3 Mathematical Induction

We will often use induction as a method of proof. Induction allows one to prove generalizations over a set of objects that can be ordered by the natural numbers. We will, for example, prove generalizations over proofs by induction on the number of steps they involve. Because natural numbers are defined inductively from $0$ and the successor operation, they are similarly governed by a principle of induction:

Proposition 3.1 (Simple Induction on the Natural Numbers) Given a condition $Φ$ on natural numbers, if

$0$ satisfies $Φ$ , and
a natural number $n$ satisfies $Φ$ only if its successor, $n + 1$ , satisfies $Φ$ ,

then every natural number satisfies $Φ$ .
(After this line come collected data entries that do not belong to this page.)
//! Config file under the user's XDG config directory
//!
//! The file lives at `$XDG_CONFIG_HOME/notif-capture/config.toml`, falling
//! back to `$HOME/.config` when no XDG directory is reported.

use std::path::PathBuf;

use async_trait::async_trait;
use tokio::fs;
use tracing::debug;

use crate::application::ports::ConfigStore;
use crate::domain::config::AppConfig;
use crate::domain::error::ConfigError;

/// Directory name under the XDG config home
pub const APP_DIR: &str = "notif-capture";

const FILE_NAME: &str = "config.toml";

/// TOML config store at a fixed path
pub struct XdgConfigStore {
    path: PathBuf,
}

impl XdgConfigStore {
    /// Store at the user's config location
    pub fn locate() -> Result<Self, ConfigError> {
        let path = resolve_path(dirs::config_dir(), dirs::home_dir())?;
        debug!(path = %path.display(), "config location");
        Ok(Self { path })
    }

    /// Store at an explicit file path
    pub fn with_path(path: impl Into<PathBuf>) -> Self {
        Self { path: path.into() }
    }

    fn parse_toml(&self, content: &str) -> Result<AppConfig, ConfigError> {
        toml::from_str(content).map_err(|e| ConfigError::ParseError {
            path: self.path.clone(),
            message: e.to_string().trim_end().to_string(),
        })
    }

    fn to_toml(&self, config: &AppConfig) -> Result<String, ConfigError> {
        toml::to_string_pretty(config).map_err(|e| self.write_error(e))
    }

    fn write_error(&self, e: impl std::fmt::Display) -> ConfigError {
        ConfigError::WriteError {
            path: self.path.clone(),
            message: e.to_string(),
        }
    }

    /// Sibling file the new contents are written to before the rename
    fn staging_path(&self) -> PathBuf {
        let mut name = self
            .path
            .file_name()
            .map(|n| n.to_os_string())
            .unwrap_or_else(|| FILE_NAME.into());
        name.push(".tmp");
        self.path.with_file_name(name)
    }
}

/// Config file path from the XDG config dir, else `$HOME/.config`
fn resolve_path(config_dir: Option<PathBuf>, home: Option<PathBuf>) -> Result<PathBuf, ConfigError> {
    let base = config_dir
        .filter(|dir| dir.is_absolute())
        .or_else(|| home.filter(|h| h.is_absolute()).map(|h| h.join(".config")))
        .ok_or(ConfigError::NoConfigDir)?;
    Ok(base.join(APP_DIR).join(FILE_NAME))
}

#[async_trait]
impl ConfigStore for XdgConfigStore {
    async fn load(&self) -> Result<AppConfig, ConfigError> {
        let content = match fs::read_to_string(&self.path).await {
            Ok(content) => content,
            Err(e) if e.kind() == std::io::ErrorKind::NotFound => return Ok(AppConfig::empty()),
            Err(e) => {
                return Err(ConfigError::ReadError {
                    path: self.path.clone(),
                    message: e.to_string(),
                })
            }
        };

        self.parse_toml(&content)
    }

    async fn save(&self, config: &AppConfig) -> Result<(), ConfigError> {
        if let Some(parent) = self.path.parent().filter(|p| !p.as_os_str().is_empty()) {
            fs::create_dir_all(parent)
                .await
                .map_err(|e| self.write_error(e))?;
        }

        let content = self.to_toml(config)?;

        // Rename over the old file so readers never see a partial write
        let staging = self.staging_path();
        fs::write(&staging, content)
            .await
            .map_err(|e| self.write_error(e))?;
        if let Err(e) = fs::rename(&staging, &self.path).await {
            let _ = fs::remove_file(&staging).await;
            return Err(self.write_error(e));
        }

        debug!(path = %self.path.display(), "config saved");
        Ok(())
    }

    fn path(&self) -> PathBuf {
        self.path.clone()
    }

    fn exists(&self) -> bool {
        self.path.is_file()
    }

    async fn init(&self) -> Result<(), ConfigError> {
        if self.exists() {
            return Err(ConfigError::AlreadyExists(self.path.clone()));
        }

        self.save(&AppConfig::defaults()).await
    }
}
On the other hand, since positive integers are defined inductively from $1$ and successor, they are governed by a similar principle:

Proposition 3.2 (Simple Induction on the Positive Integers) Given a condition $Φ$ on positive integers, if

$1$ satisfies $Φ$ , and
a positive integer $n$ satisfies $Φ$ only if its successor, $n + 1$ , satisfies $Φ$ ,

then every positive integer satisfies $Φ$ .
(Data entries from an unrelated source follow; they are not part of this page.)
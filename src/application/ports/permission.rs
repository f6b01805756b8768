//! Platform and OS permission port interfaces

use async_trait::async_trait;
use thiserror::Error;

/// Permission primitive errors
#[derive(Debug, Clone, PartialEq, Eq, Error)]
pub enum PermissionError {
    #[error("Failed to query permission: {0}")]
    QueryFailed(String),

    #[error("Failed to request permission: {0}")]
    RequestFailed(String),
}

/// Status reported by the OS permission primitive
#[derive(Debug, Clone, Copy, PartialEq, Eq)]
pub enum OsPermissionStatus {
    Granted,
    Denied,
}

/// Port for platform detection
pub trait PlatformCapability: Send + Sync {
    /// Whether this runtime category can host notification capture at all
    fn is_supported(&self) -> bool;

    /// Whether the current device can honor capture, given platform support
    fn is_capable_device(&self) -> bool;
}

/// Port for the OS notification-access permission
#[async_trait]
pub trait OsPermission: Send + Sync {
    /// Query the current grant without prompting the user.
    async fn evaluate(&self) -> Result<OsPermissionStatus, PermissionError>;

    /// Ask the user for access. May wait on user interaction for an
    /// unbounded time. Re-confirms an existing grant without prompting.
    async fn request(&self) -> Result<OsPermissionStatus, PermissionError>;
}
For purposes of illustration, consider the pattern below: $\begin{array}{llll} 1 & = & 1 & = & \frac{1 . (1 + 1)}{2} \\ 1 + 2 & = & 3 & = & \frac{2 . (2 + 1)}{2} \\ 1 + 2 + 3 & = & 6 & = & \frac{3 . (3 + 1)}{2} \\ \dots & = & \dots & = & \dots \end{array}$ Carl Gauss exploited when he noticed that the sum of the first $100$ positive integers is $5050$ , which is $\frac{100. (100 + 1)}{2}$ when confronted with the question in elementary school. But how general is the pattern?
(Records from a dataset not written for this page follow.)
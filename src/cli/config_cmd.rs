//! Config command handler

use crate::application::ports::ConfigStore;
use crate::domain::config::{is_valid_time_format, AppConfig, LinuxConfig};
use crate::domain::error::ConfigError;

use super::args::{is_valid_config_key, ConfigAction, VALID_CONFIG_KEYS};
use super::presenter::Presenter;

const NOT_SET: &str = "(not set)";

/// Handle config subcommand
pub async fn handle_config_command<S: ConfigStore>(
    action: ConfigAction,
    store: &S,
    presenter: &Presenter,
) -> Result<(), ConfigError> {
    match action {
        ConfigAction::Init => handle_init(store, presenter).await,
        ConfigAction::Set { key, value } => handle_set(store, presenter, &key, &value).await,
        ConfigAction::Get { key } => handle_get(store, presenter, &key).await,
        ConfigAction::List => handle_list(store, presenter).await,
        ConfigAction::Path => handle_path(store, presenter),
    }
}

async fn handle_init<S: ConfigStore>(store: &S, presenter: &Presenter) -> Result<(), ConfigError> {
    store.init().await?;
    presenter.success(&format!("Config file created at: {}", store.path().display()));
    Ok(())
}

async fn handle_set<S: ConfigStore>(
    store: &S,
    presenter: &Presenter,
    key: &str,
    value: &str,
) -> Result<(), ConfigError> {
    check_key(key)?;
    validate_config_value(key, value)?;

    let mut config = store.load().await?;
    apply_value(&mut config, key, value)?;

    store.save(&config).await?;
    presenter.success(&format!("{} = {}", key, value));

    Ok(())
}

async fn handle_get<S: ConfigStore>(
    store: &S,
    presenter: &Presenter,
    key: &str,
) -> Result<(), ConfigError> {
    check_key(key)?;

    let config = store.load().await?;
    let value = read_value(&config, key).unwrap_or_else(|| NOT_SET.to_string());
    presenter.output(&value);

    Ok(())
}

async fn handle_list<S: ConfigStore>(store: &S, presenter: &Presenter) -> Result<(), ConfigError> {
    let config = store.load().await?;

    for key in VALID_CONFIG_KEYS {
        let value = read_value(&config, key).unwrap_or_else(|| NOT_SET.to_string());
        presenter.key_value(key, &value);
    }

    Ok(())
}

fn handle_path<S: ConfigStore>(store: &S, presenter: &Presenter) -> Result<(), ConfigError> {
    presenter.output(&store.path().to_string_lossy());
    Ok(())
}

fn check_key(key: &str) -> Result<(), ConfigError> {
    if is_valid_config_key(key) {
        return Ok(());
    }
    Err(ConfigError::ValidationError {
        key: key.to_string(),
        message: format!("Unknown key. Valid keys: {}", VALID_CONFIG_KEYS.join(", ")),
    })
}

/// Store an already validated value
fn apply_value(config: &mut AppConfig, key: &str, value: &str) -> Result<(), ConfigError> {
    match key {
        "max_entries" => config.max_entries = Some(parse_positive(key, value)?),
        "show_source" => config.show_source = Some(parse_bool_value(key, value)?),
        "time_format" => config.time_format = Some(value.to_string()),
        "linux.monitor_command" => {
            config
                .linux
                .get_or_insert_with(LinuxConfig::default)
                .monitor_command = Some(value.trim().to_string());
        }
        _ => return check_key(key),
    }
    Ok(())
}

fn read_value(config: &AppConfig, key: &str) -> Option<String> {
    match key {
        "max_entries" => config.max_entries.map(|n| n.to_string()),
        "show_source" => config.show_source.map(|b| b.to_string()),
        "time_format" => config.time_format.clone(),
        "linux.monitor_command" => config.linux.as_ref().and_then(|l| l.monitor_command.clone()),
        _ => None,
    }
}

/// Validate a config value based on key type
fn validate_config_value(key: &str, value: &str) -> Result<(), ConfigError> {
    match key {
        "max_entries" => {
            parse_positive(key, value)?;
        }
        "show_source" => {
            parse_bool_value(key, value)?;
        }
        "time_format" => {
            if !is_valid_time_format(value) {
                return Err(ConfigError::ValidationError {
                    key: key.to_string(),
                    message: format!("Invalid time format '{}'", value),
                });
            }
        }
        "linux.monitor_command" => {
            if value.trim().is_empty() {
                return Err(ConfigError::ValidationError {
                    key: key.to_string(),
                    message: "Value must not be empty".to_string(),
                });
            }
        }
        _ => {}
    }
    Ok(())
}

fn parse_positive(key: &str, value: &str) -> Result<usize, ConfigError> {
    value
        .parse::<usize>()
        .ok()
        .filter(|n| *n > 0)
        .ok_or_else(|| ConfigError::ValidationError {
            key: key.to_string(),
            message: "Value must be a positive integer".to_string(),
        })
}

fn parse_bool_value(key: &str, value: &str) -> Result<bool, ConfigError> {
    parse_bool(value).map_err(|_| ConfigError::ValidationError {
        key: key.to_string(),
        message: "Value must be 'true' or 'false'".to_string(),
    })
}

/// Parse a boolean value
fn parse_bool(value: &str) -> Result<bool, ()> {
    match value.to_lowercase().as_str() {
        "true" | "yes" | "1" => Ok(true),
        "false" | "no" | "0" => Ok(false),
        _ => Err(()),
    }
}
Example 3.1 We use an induction on the positive integers to prove the generalization:

For every positive integer $n$ , $\sum_{k = 1}^{n} = \frac{n . (n + 1)}{2} .$

Here the condition $Φ (n)$ is: $\sum_{k = 1}^{n} = \frac{n . (n + 1)}{2}$

By induction on the positive integers, it is enough to show:

$Φ (1)$ , and $\sum_{n = 1}^{1} = \frac{1. (1 + 1)}{2}$
$Φ (n)$ only if $Φ (n + 1)$ .

That is, suppose:

$\sum_{k = 1}^{n} = \frac{n . (n + 1)}{2} .$

Then: $\sum_{k = 1}^{n + 1} = \sum_{k = 1}^{n} + (n + 1) = \frac{n . (n + 1)}{2} + (n + 1) = \frac{n^{2} + 3 n + 2}{2} = \frac{(n + 1) . ((n + 1) + 1)}{2}$ So, we conclude that every positive integer $n$ satisfies the condition.

A word of caution. Mathematical induction becomes all too powerful when it is misused. Here is an example of how a misapplication of mathematical induction can lead us astray. In the case at hand, we misuse induction to argue for the absurd claim that all finite sets have the same cardinality.

Exercise 3.1 Identify the flaw in the following argument.

Let $Φ (n)$ be the following condition on natural numbers:

no two sets with fewer than $n$ elements differ in cardinality.

We (mis)use induction to argue that the condition holds for every natural number. We proceed in two steps:

$Φ (0)$ .

Suppose two sets $A$ and $B$ have at most $0$ elements. Then. $A = \emptyset = B$ .
$Φ (n)$ only if $Φ (n + 1)$ .

Suppose $Φ (n)$ and let now $A$ and $B$ be two sets with at most $n + 1$ elements. Now, consider the sets $A^{-}$ and $B^{-}$ , which result from $A$ and $B$ , respectively, when we substract one element $a$ and $b$ from each. By inductive hypothesis, since $A^{-}$ and $B^{-}$ have at most $n$ elements, they have the same cardinality. But if they do, so will $A^{-} \cup {a}$ and $B^{-} \cup {b}$ , which are none other than $A$ and $B$ .

The conclusion of the argument is that no two finite sets differ in cardinality, which is patently false. Where exactly is the flaw in the argument?

We will sometimes rely on alternative but equivalent forms of induction:

Proposition 3.3 (Complete Induction on the Natural Numbers) Given a condition $Φ$ on natural numbers, if

$0$ satisfies $Φ$ , and
if all natural numbers $m$ less or equal to $n$ satisfy $Φ$ , then the successor $n + 1$ satisfies $Φ$ ,

then all natural numbers satisfy $Φ$ .

Equivalently:

Proposition 3.4 (Complete Induction on the Natural Numbers without a Base Case) Given a condition $Φ$ on natural numbers, if

if all natural numbers $m$ less than $n$ satisfy $Φ$ , then $n$ satisfies $Φ$ ,

then all natural numbers satisfy $Φ$ .

Notice that $Φ (0)$ will be true if the conditional above holds, since it is vacuously the case that all natural numbers less than $0$ satisfy the condition $Φ$ .